Thanks for the video!
We switched to a Gen Y. Prior to purchasing, I’ve tried to track down actual, documented cases where Lippert successfully denied a frame warranty specifically because a Gen-Y was installed, like a denial letter, engineering report, or a claim that stayed denied all the way through. So far, I haven’t been able to find anything concrete. Not one. My best friend’s, cousin’s girlfriend is about as far as I was able to verify which is of course unreliable.
What I have found is that Lippert does have written guidance saying certain gooseneck conversions aren’t approved (with the Reese Goose Box usually called out as the exception). That tells me their policy position is clear, but policy and a proven denial aren’t the same thing.

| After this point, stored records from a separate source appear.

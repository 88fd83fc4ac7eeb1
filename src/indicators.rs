pub fn calculate_sma(prices: &[f64], period: usize) -> Vec<f64> {
    if prices.is_empty() {
        return Vec::new();
    }
    if period == 0 {
        return vec![prices[0]; prices.len()];
    }
    if period == 1 {
        return prices.to_vec();
    }
    if prices.len() < period {
        return vec![prices[0]; prices.len()];
    }

    let mut sma_values = Vec::with_capacity(prices.len());
    for _ in 0..period - 1 {
        sma_values.push(prices[0]);
    }

    let mut window_sum: f64 = prices[..period].iter().sum();
    sma_values.push(window_sum / period as f64);
    for i in period..prices.len() {
        window_sum += prices[i] - prices[i - period];
        sma_values.push(window_sum / period as f64);
    }

    sma_values
}

pub fn calculate_ema(prices: &[f64], period: usize) -> Vec<f64> {
    if prices.is_empty() {
        return Vec::new();
    }

    let multiplier = 2.0 / (period as f64 + 1.0);
    let mut ema_values = Vec::with_capacity(prices.len());
    ema_values.push(prices[0]);

    for i in 1..prices.len() {
        let ema = (prices[i] * multiplier) + (ema_values[i - 1] * (1.0 - multiplier));
        ema_values.push(ema);
    }

    ema_values
}

/// Mean of the trailing `period` values ending at the last element.
pub fn trailing_average(values: &[f64], period: usize) -> f64 {
    if values.is_empty() || period == 0 {
        return 0.0;
    }
    let window = &values[values.len().saturating_sub(period)..];
    window.iter().sum::<f64>() / window.len() as f64
}

/// Simple bar-over-bar returns. Empty input or a single price yields no
/// returns; a zero previous price contributes a zero return.
pub fn simple_returns(prices: &[f64]) -> Vec<f64> {
    prices
        .windows(2)
        .map(|pair| {
            if pair[0] > 0.0 {
                (pair[1] - pair[0]) / pair[0]
            } else {
                0.0
            }
        })
        .collect()
}

#[cfg(test)]
mod tests {
    use super::*;

    #[test]
    fn sma_pads_warmup_and_averages_window() {
        let prices = vec![1.0, 2.0, 3.0, 4.0, 5.0];
        let sma = calculate_sma(&prices, 3);
        assert_eq!(sma.len(), prices.len());
        assert_eq!(sma[0], 1.0);
        assert_eq!(sma[1], 1.0);
        assert!((sma[2] - 2.0).abs() < 1e-12);
        assert!((sma[4] - 4.0).abs() < 1e-12);
    }

    #[test]
    fn ema_starts_at_first_price() {
        let prices = vec![10.0, 10.0, 10.0];
        let ema = calculate_ema(&prices, 2);
        assert_eq!(ema, vec![10.0, 10.0, 10.0]);
    }

    #[test]
    fn trailing_average_uses_last_window() {
        let values = vec![1.0, 1.0, 4.0, 4.0];
        assert!((trailing_average(&values, 2) - 4.0).abs() < 1e-12);
        assert_eq!(trailing_average(&[], 5), 0.0);
    }

    #[test]
    fn simple_returns_handles_short_input() {
        assert!(simple_returns(&[]).is_empty());
        assert!(simple_returns(&[100.0]).is_empty());
        let returns = simple_returns(&[100.0, 110.0]);
        assert!((returns[0] - 0.1).abs() < 1e-12);
    }
}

My understanding (and I’m totally open to being corrected) is that for a warranty denial to stick, they’d need to show that the Gen-Y actually caused the specific failure, not just that it was installed. From what I’ve seen, proving that conclusively would be pretty difficult (and Lippert knows this) unless the failure mode definitively relates to it. I'm not a lawyer, but lawyers work for me, and they concur.
I am entirely unconcerned about either our Gen Y transferring energy in a way that may harm the frame or Lippert successfully denying a claim if the frame has a failure requiring warranty repair. The law is on the consumers’ side on this it seems.
Regarding no changes to intended geometry, I think that is true in current iterations of the Gen Y but may not be with previous generations. I chatted with another owner here on the forum who also has a Gen Y and we compared measurements of their previous generation and my current generation. There were differences, if I am recalling correctly, which of course goes to geometry, application of force, etc. But that said, even then I don’t believe there is enough of a difference to significantly change lever forces in a way that could cause frame damage.
Lippert would have to prove that you actually towed the RV with the Gen Y. That in and of itself is challenging, and they know it.